What the exercise asks:
Repeat all entries exactly.

Collected data
┌──
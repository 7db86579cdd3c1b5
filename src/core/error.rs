//! 统一错误处理模块
//!
//! 模拟核心对外只暴露布尔值或 [`CascadeStatus`]，内部的可失败操作统一返回
//! [`CascadeResult`]。
//!
//! ## 错误分类
//!
//! - **分配失败**：设备无法在请求的分辨率下提供缓冲区，只影响模拟子系统
//! - **缺少计算程序**：更新/渲染程序初始化失败，需要重新调用 setup
//! - **掩码缺失**：不是错误，按"无占用"处理
//! - **退化的网格尺寸**：在分配前被钳制到最小值，永远不会作为错误传播

use thiserror::Error;

/// 模拟核心错误类型
#[derive(Error, Debug)]
pub enum CascadeError {
    #[error("Allocation failed for {width}x{height} grid: {reason}")]
    Allocation {
        width: u32,
        height: u32,
        reason: String,
    },

    #[error("Compute program unavailable: {0}")]
    MissingProgram(String),

    #[error("Failed to request adapter: no compatible GPU found")]
    NoAdapter,

    #[error("Failed to request device: {0}")]
    DeviceRequest(String),

    #[error("Buffer readback failed: {0}")]
    Readback(String),

    #[error("Simulation not allocated")]
    NotAllocated,

    #[error("Invalid pixel buffer: {0}")]
    InvalidFrame(String),

    #[error("Image error: {0}")]
    Image(#[from] image::ImageError),

    #[error("Window creation failed: {0}")]
    Window(String),

    #[error("Event loop error: {0}")]
    EventLoop(String),

    #[error("Surface error: {0}")]
    Surface(String),

    #[error("Config error: {0}")]
    Config(#[from] crate::config::ConfigError),

    #[error("IO error: {0}")]
    Io(#[from] std::io::Error),
}

impl CascadeError {
    /// 错误对应的未就绪原因（如果该错误会让核心进入未就绪状态）
    pub fn not_ready_reason(&self) -> Option<NotReadyReason> {
        match self {
            Self::Allocation { .. } => Some(NotReadyReason::AllocationFailed),
            Self::MissingProgram(_) => Some(NotReadyReason::MissingProgram),
            Self::NotAllocated => Some(NotReadyReason::Unallocated),
            _ => None,
        }
    }
}

/// 未就绪原因
#[derive(Debug, Clone, Copy, PartialEq, Eq)]
pub enum NotReadyReason {
    /// 尚未获得视口，缓冲区未分配
    Unallocated,
    /// 缓冲区分配失败，调用方应以更低密度重试
    AllocationFailed,
    /// 计算程序缺失，不会自动重试
    MissingProgram,
}

/// 模拟核心状态
#[derive(Debug, Clone, Copy, PartialEq, Eq)]
pub enum CascadeStatus {
    /// 可以更新和渲染
    Ready,
    /// 未就绪
    NotReady(NotReadyReason),
}

impl CascadeStatus {
    pub fn is_ready(self) -> bool {
        matches!(self, Self::Ready)
    }
}

impl std::fmt::Display for CascadeStatus {
    fn fmt(&self, f: &mut std::fmt::Formatter<'_>) -> std::fmt::Result {
        match self {
            Self::Ready => write!(f, "READY"),
            Self::NotReady(NotReadyReason::Unallocated) => write!(f, "NOT READY (unallocated)"),
            Self::NotReady(NotReadyReason::AllocationFailed) => {
                write!(f, "NOT READY (allocation failed)")
            }
            Self::NotReady(NotReadyReason::MissingProgram) => {
                write!(f, "NOT READY (missing compute program)")
            }
        }
    }
}

/// 模拟核心结果类型别名
pub type CascadeResult<T> = Result<T, CascadeError>;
└──
Answer section:
repository 7db86579cdd3c1b5
filename src/core/error.rs
//! 统一错误处理模块
//!
//! 模拟核心对外只暴露布尔值或 [`CascadeStatus`]，内部的可失败操作统一返回
//! [`CascadeResult`]。
//!
//! ## 错误分类
//!
//! - **分配失败**：设备无法在请求的分辨率下提供缓冲区，只影响模拟子系统
//! - **缺少计算程序**：更新/渲染程序初始化失败，需要重新调用 setup
//! - **掩码缺失**：不是错误，按"无占用"处理
//! - **退化的网格尺寸**：在分配前被钳制到最小值，永远不会作为错误传播

use thiserror::Error;

/// 模拟核心错误类型
#[derive(Error, Debug)]
pub enum CascadeError {
    #[error("Allocation failed for {width}x{height} grid: {reason}")]
    Allocation {
        width: u32,
        height: u32,
        reason: String,
    },

    #[error("Compute program unavailable: {0}")]
    MissingProgram(String),

    #[error("Failed to request adapter: no compatible GPU found")]
    NoAdapter,

    #[error("Failed to request device: {0}")]
    DeviceRequest(String),

    #[error("Buffer readback failed: {0}")]
    Readback(String),

    #[error("Simulation not allocated")]
    NotAllocated,

    #[error("Invalid pixel buffer: {0}")]
    InvalidFrame(String),

    #[error("Image error: {0}")]
    Image(#[from] image::ImageError),

    #[error("Window creation failed: {0}")]
    Window(String),

    #[error("Event loop error: {0}")]
    EventLoop(String),

    #[error("Surface error: {0}")]
    Surface(String),

    #[error("Config error: {0}")]
    Config(#[from] crate::config::ConfigError),

    #[error("IO error: {0}")]
    Io(#[from] std::io::Error),
}

impl CascadeError {
    /// 错误对应的未就绪原因（如果该错误会让核心进入未就绪状态）
    pub fn not_ready_reason(&self) -> Option<NotReadyReason> {
        match self {
            Self::Allocation { .. } => Some(NotReadyReason::AllocationFailed),
            Self::MissingProgram(_) => Some(NotReadyReason::MissingProgram),
            Self::NotAllocated => Some(NotReadyReason::Unallocated),
            _ => None,
        }
    }
}

/// 未就绪原因
#[derive(Debug, Clone, Copy, PartialEq, Eq)]
pub enum NotReadyReason {
    /// 尚未获得视口，缓冲区未分配
    Unallocated,
    /// 缓冲区分配失败，调用方应以更低密度重试
    AllocationFailed,
    /// 计算程序缺失，不会自动重试
    MissingProgram,
}

/// 模拟核心状态
#[derive(Debug, Clone, Copy, PartialEq, Eq)]
pub enum CascadeStatus {
    /// 可以更新和渲染
    Ready,
    /// 未就绪
    NotReady(NotReadyReason),
}

impl CascadeStatus {
    pub fn is_ready(self) -> bool {
        matches!(self, Self::Ready)
    }
}

impl std::fmt::Display for CascadeStatus {
    fn fmt(&self, f: &mut std::fmt::Formatter<'_>) -> std::fmt::Result {
        match self {
            Self::Ready => write!(f, "READY"),
            Self::NotReady(NotReadyReason::Unallocated) => write!(f, "NOT READY (unallocated)"),
            Self::NotReady(NotReadyReason::AllocationFailed) => {
                write!(f, "NOT READY (allocation failed)")
            }
            Self::NotReady(NotReadyReason::MissingProgram) => {
                write!(f, "NOT READY (missing compute program)")
            }
        }
    }
}

/// 模拟核心结果类型别名
pub type CascadeResult<T> = Result<T, CascadeError>;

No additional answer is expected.